Co-founder and promoter NR Narayana Murthy (NRN) owned 0.40 per cent stake in Infosys, while his wife Sudha N Murty held 0.92 per cent stake in the IT major at the end of September quarter. His son Rohan Murty and daughter Akshata Murty, who is also the wife of ex-UK PM Rishi Sunak, owned 1.62 per cent and 1.04 per cent stakes, respectively, in the second largest IT firm. NRN's grandson Ekagrah Rohan Murty, held a marginal 0.04 per cent stake in Infosys as well.
Together, the five members of the Murthy family owned 4.02 per cent stake in Infosys, which was worth about Rs 30,300 crore today following the stock fall compared with Rs 32,152 crore on Thursday, a fall of over Rs 1,850 crore. The December quarter shareholding pattern for Infosys is not available with stock exchanges.
Infosys shares fell 5.89 per cent to hit a low of Rs 1,812.70 on BSE, trimming the six-month gains for the It stocks to 5.42 per cent. This is despite the fact that Q3 results beat estimates on many fronts. "Infosys' headline numbers were strong - revenues grew 1.7 per cent CC QoQ, exceeding expectations. Underlying construct, however, was not. Sequential growth was constituted by higher pass-through (1.5 per cent QoQ; likely more in CC) and in-organic contribution (0.2 per cent), implying flat core business growth," JM Financial said.
Essentially, seasonal softness due to furloughs was offset by seasonal uptick in pass-through revenues. Scepticism around rising pass-through is understandable, but it should not be surprising, JM Financial said.

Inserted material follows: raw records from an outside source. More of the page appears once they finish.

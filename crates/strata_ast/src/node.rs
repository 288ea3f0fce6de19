//! Node kinds and per-node payload of the target tree.

use crate::const_value::ConstValue;
use crate::ids::NodeId;
use serde::{Deserialize, Serialize};
use strata_common::Ident;
use strata_source::Loc;

/// Unary operators.
#[derive(Clone, Copy, PartialEq, Eq, Hash, Debug, Serialize, Deserialize)]
#[serde(rename_all = "snake_case")]
pub enum UnaryOp {
    /// Arithmetic negation.
    Neg,
    /// Unary plus.
    Pos,
    /// Bitwise `~`.
    BitNot,
    /// Logical `!`.
    LogicNot,
    /// Reduction AND.
    ReduceAnd,
    /// Reduction OR.
    ReduceOr,
    /// Reduction XOR.
    ReduceXor,
    /// Reduction XNOR.
    ReduceXnor,
    /// Reduction to a single truth bit.
    ReduceBool,
}

/// Binary operators.
#[derive(Clone, Copy, PartialEq, Eq, Hash, Debug, Serialize, Deserialize)]
#[serde(rename_all = "snake_case")]
pub enum BinaryOp {
    /// `+`.
    Add,
    /// `-`.
    Sub,
    /// `*`.
    Mul,
    /// `/`.
    Div,
    /// `%`.
    Mod,
    /// `**`.
    Pow,
    /// `&`.
    BitAnd,
    /// `|`.
    BitOr,
    /// `^`.
    BitXor,
    /// `~^`.
    BitXnor,
    /// `&&`.
    LogicAnd,
    /// `||`.
    LogicOr,
    /// `==`.
    Eq,
    /// `!=`.
    Ne,
    /// `===`.
    EqX,
    /// `!==`.
    NeX,
    /// `<`.
    Lt,
    /// `<=`.
    Le,
    /// `>`.
    Gt,
    /// `>=`.
    Ge,
    /// `<<`.
    Shl,
    /// `>>`.
    Shr,
    /// `<<<`.
    SShl,
    /// `>>>`.
    SShr,
}

impl BinaryOp {
    /// Returns `true` for operators whose result is a single truth bit.
    pub fn is_boolean(self) -> bool {
        matches!(
            self,
            BinaryOp::LogicAnd
                | BinaryOp::LogicOr
                | BinaryOp::Eq
                | BinaryOp::Ne
                | BinaryOp::EqX
                | BinaryOp::NeX
                | BinaryOp::Lt
                | BinaryOp::Le
                | BinaryOp::Gt
                | BinaryOp::Ge
        )
    }

    /// Returns `true` for shifts, whose right operand is an unsigned amount.
    pub fn is_shift(self) -> bool {
        matches!(self, BinaryOp::Shl | BinaryOp::Shr | BinaryOp::SShl | BinaryOp::SShr)
    }
}

/// The kind of a node in the target tree.
#[derive(Clone, Copy, PartialEq, Eq, Hash, Debug, Serialize, Deserialize)]
#[serde(rename_all = "snake_case")]
pub enum NodeKind {
    /// The lowered design; children are packages and modules.
    Design,
    /// A module (generic, specialized, or placeholder).
    Module,
    /// A package.
    Package,
    /// An interface definition.
    Interface,
    /// A port typed by an interface.
    InterfacePort,
    /// The `iface.modport` type of an interface port.
    InterfacePortType,
    /// A modport.
    Modport,
    /// A modport member.
    ModportMember,

    /// A wire, reg, or port declaration.
    Wire,
    /// A memory declaration (one packed and one unpacked range).
    Memory,
    /// A parameter.
    Parameter,
    /// A localparam.
    Localparam,
    /// A parameter override attached to a cell.
    Paraset,
    /// A port connection of a cell.
    Argument,
    /// A bit range: one child (index) or two (left, right).
    Range,
    /// A literal.
    Constant,
    /// A real literal.
    RealValue,
    /// A reference to a named object.
    Identifier,
    /// A `name[index].field` reference inside a generate array.
    Prefix,
    /// A hierarchical member access.
    Dot,
    /// A named type.
    Typedef,
    /// Reference to a named type on a declaration.
    WireType,
    /// A packed struct.
    Struct,
    /// A packed union.
    Union,
    /// A struct or union member.
    StructItem,
    /// An enum type.
    Enum,
    /// An enum item.
    EnumItem,

    /// A module instance.
    Cell,
    /// The module name a cell instantiates.
    CellType,

    /// A function.
    Function,
    /// A task.
    Task,
    /// A function call.
    FCall,
    /// A task call.
    TCall,
    /// `$signed(x)`.
    ToSigned,
    /// `$unsigned(x)`.
    ToUnsigned,
    /// Self-determined width of an expression.
    SelfSz,
    /// Concatenation, least-significant operand first.
    Concat,
    /// Replication `{n{x}}`.
    Replicate,
    /// A unary operator.
    Unary(UnaryOp),
    /// A binary operator.
    Binary(BinaryOp),
    /// `c ? a : b`.
    Ternary,
    /// `posedge` event.
    Posedge,
    /// `negedge` event.
    Negedge,

    /// Continuous assignment.
    Assign,
    /// Blocking assignment.
    AssignEq,
    /// Non-blocking assignment.
    AssignLe,
    /// An `always` process.
    Always,
    /// An `initial` process.
    Initial,
    /// A statement block.
    Block,
    /// A case statement; first child is the selector.
    Case,
    /// A case item; leading children are match values, last is the body.
    Cond,
    /// The default match of a case item.
    Default,
    /// A for loop: init, condition, increment, body.
    For,
    /// A repeat loop.
    Repeat,
    /// A generate block.
    GenBlock,
    /// An immediate assertion.
    Assert,
}

impl NodeKind {
    /// Upper-case label used by the text dump, e.g. `ASSIGN_EQ` or `REDUCE_OR`.
    pub fn label(self) -> String {
        let debug = match self {
            NodeKind::Unary(op) => format!("{op:?}"),
            NodeKind::Binary(op) => format!("{op:?}"),
            other => format!("{other:?}"),
        };
        let mut out = String::with_capacity(debug.len() + 4);
        for (i, c) in debug.chars().enumerate() {
            if c.is_ascii_uppercase() && i > 0 {
                out.push('_');
            }
            out.push(c.to_ascii_uppercase());
        }
        out
    }

    /// Returns `true` for the declaration kinds that flattening applies to.
    pub fn is_decl(self) -> bool {
        matches!(
            self,
            NodeKind::Wire | NodeKind::Memory | NodeKind::Parameter | NodeKind::Localparam
        )
    }

    /// Returns `true` for parameter-like declarations.
    pub fn is_param(self) -> bool {
        matches!(self, NodeKind::Parameter | NodeKind::Localparam)
    }
}

/// Flavour of an `always` process.
#[derive(Clone, Copy, PartialEq, Eq, Hash, Debug, Serialize, Deserialize)]
#[serde(rename_all = "snake_case")]
pub enum AlwaysKind {
    /// Plain `always`.
    Always,
    /// `always_comb`.
    Comb,
    /// `always_ff`.
    Ff,
    /// `always_latch`.
    Latch,
}

/// Why a module entity is not yet complete.
#[derive(Clone, Copy, PartialEq, Eq, Hash, Debug, Serialize, Deserialize)]
#[serde(rename_all = "snake_case")]
pub enum Partial {
    /// An instance was seen before the definition; waiting to be filled.
    Unfilled,
    /// The definition is unknown; the entity stands in for a black box.
    Undefined,
}

/// Boolean properties of a node.
#[derive(Clone, Copy, PartialEq, Eq, Debug, Default, Serialize, Deserialize)]
pub struct NodeFlags {
    /// Declared as a variable.
    pub is_reg: bool,
    /// Declared with the `logic` type.
    pub is_logic: bool,
    /// Signed.
    pub is_signed: bool,
    /// Input port.
    pub is_input: bool,
    /// Output port.
    pub is_output: bool,
    /// Holds a string.
    pub is_string: bool,
    /// Typed by a user-defined type.
    pub is_custom_type: bool,
}

/// One flattened dimension.
#[derive(Clone, Copy, PartialEq, Eq, Debug, Serialize, Deserialize)]
pub struct Dim {
    /// Smaller of the two declared bounds.
    pub min: i64,
    /// Number of elements.
    pub width: i64,
    /// The declared bounds ascend (`[0:7]`).
    pub swapped: bool,
}

impl Dim {
    /// Creates a dimension entry.
    pub fn new(min: i64, width: i64, swapped: bool) -> Self {
        Self { min, width, swapped }
    }
}

/// Range bookkeeping of a declaration.
#[derive(Clone, PartialEq, Debug, Default, Serialize, Deserialize)]
pub struct DeclInfo {
    /// Packed ranges in declaration order, outermost first.
    pub packed: Vec<NodeId>,
    /// Unpacked ranges in declaration order, outermost first.
    pub unpacked: Vec<NodeId>,
    /// Flattened dimensions, innermost first.
    pub dims: Vec<Dim>,
    /// Set once the declaration carries a single synthetic range.
    pub flattened: bool,
    /// Explicit request to flatten (`Some(true)`) or keep as memory (`Some(false)`).
    pub force_convert: Option<bool>,
    /// Name of the user-defined type of the declaration.
    pub wiretype: Option<Ident>,
}

impl DeclInfo {
    /// Total number of declared ranges.
    pub fn range_count(&self) -> usize {
        self.packed.len() + self.unpacked.len()
    }
}

/// Attributes carried through to the consumer.
#[derive(Clone, PartialEq, Eq, Debug, Default, Serialize, Deserialize)]
pub struct Attrs {
    /// Keep the module even when unreferenced.
    pub keep: bool,
    /// The module is a white box.
    pub whitebox: bool,
    /// The declaration came from a package import.
    pub imported: bool,
    /// Process flavour of an `always`.
    pub always_kind: Option<AlwaysKind>,
    /// Enum type name of an enum-typed wire.
    pub enum_type: Option<Ident>,
    /// Base type name of an enum item.
    pub enum_base_type: Option<Ident>,
    /// Incomplete-module marker.
    pub partial: Option<Partial>,
}

/// A node of the target tree.
#[derive(Clone, PartialEq, Debug, Serialize, Deserialize)]
pub struct Node {
    /// Node kind.
    pub kind: NodeKind,
    /// Name, or the empty identifier.
    pub name: Ident,
    /// Source location.
    pub loc: Loc,
    /// Ordered children.
    pub children: Vec<NodeId>,
    /// Boolean properties.
    pub flags: NodeFlags,
    /// Literal value of a constant.
    pub value: Option<ConstValue>,
    /// 1-based port position, 0 for non-ports.
    pub port_id: u32,
    /// Range bookkeeping of declarations.
    pub decl: DeclInfo,
    /// Consumer-visible attributes.
    pub attrs: Attrs,
    /// Absolute `(left, right)` bit position of a laid-out struct item.
    pub bit_range: Option<(i64, i64)>,
}

impl Node {
    /// Creates a node with no children or properties.
    pub fn new(kind: NodeKind, name: Ident, loc: Loc) -> Self {
        Self {
            kind,
            name,
            loc,
            children: Vec::new(),
            flags: NodeFlags::default(),
            value: None,
            port_id: 0,
            decl: DeclInfo::default(),
            attrs: Attrs::default(),
            bit_range: None,
        }
    }
}

#[cfg(test)]
mod tests {
    use super::*;

    #[test]
    fn labels() {
        assert_eq!(NodeKind::AssignEq.label(), "ASSIGN_EQ");
        assert_eq!(NodeKind::Unary(UnaryOp::ReduceOr).label(), "REDUCE_OR");
        assert_eq!(NodeKind::Binary(BinaryOp::SShr).label(), "S_SHR");
        assert_eq!(NodeKind::Wire.label(), "WIRE");
    }

    #[test]
    fn op_classes() {
        assert!(BinaryOp::Le.is_boolean());
        assert!(!BinaryOp::Add.is_boolean());
        assert!(BinaryOp::SShl.is_shift());
        assert!(NodeKind::Localparam.is_param());
        assert!(NodeKind::Memory.is_decl());
        assert!(!NodeKind::Range.is_decl());
    }

    #[test]
    fn decl_range_count() {
        let mut d = DeclInfo::default();
        d.packed.push(NodeId::from_raw(1));
        d.unpacked.push(NodeId::from_raw(2));
        assert_eq!(d.range_count(), 2);
    }
}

Large deal wins -- the absence of mega deal wins in Q3, bring uncertainty over whether the IT firm may see double-digit growth in FY26. Besides, despite the FY25 revenue guidance upgrade, the ask rate for Q4 suggests a de-growth ahead, thanks to seasonality and a reversal of third-party sales-led business. Many brokerages are just not ready for upgrading the IT stock to 'Buy' from "Hold'.
"Though the FY25 revenue guidance has been revised upward, it implies minus 2.2 per cent to minus 0.2 per cent QoQ growth in CC for Q4, indicating a potential revenue decline due to seasonality, fewer working days and drop-in third-party revenue seen in Q3," said Sharekhan said.
The Infosys management said clients are still focusing more on cost-takeout deals than on discretionary spends. They continue to see signs of a pickup in discretionary spends and a recovery in the BFSI and retail verticals in the near term, it noted.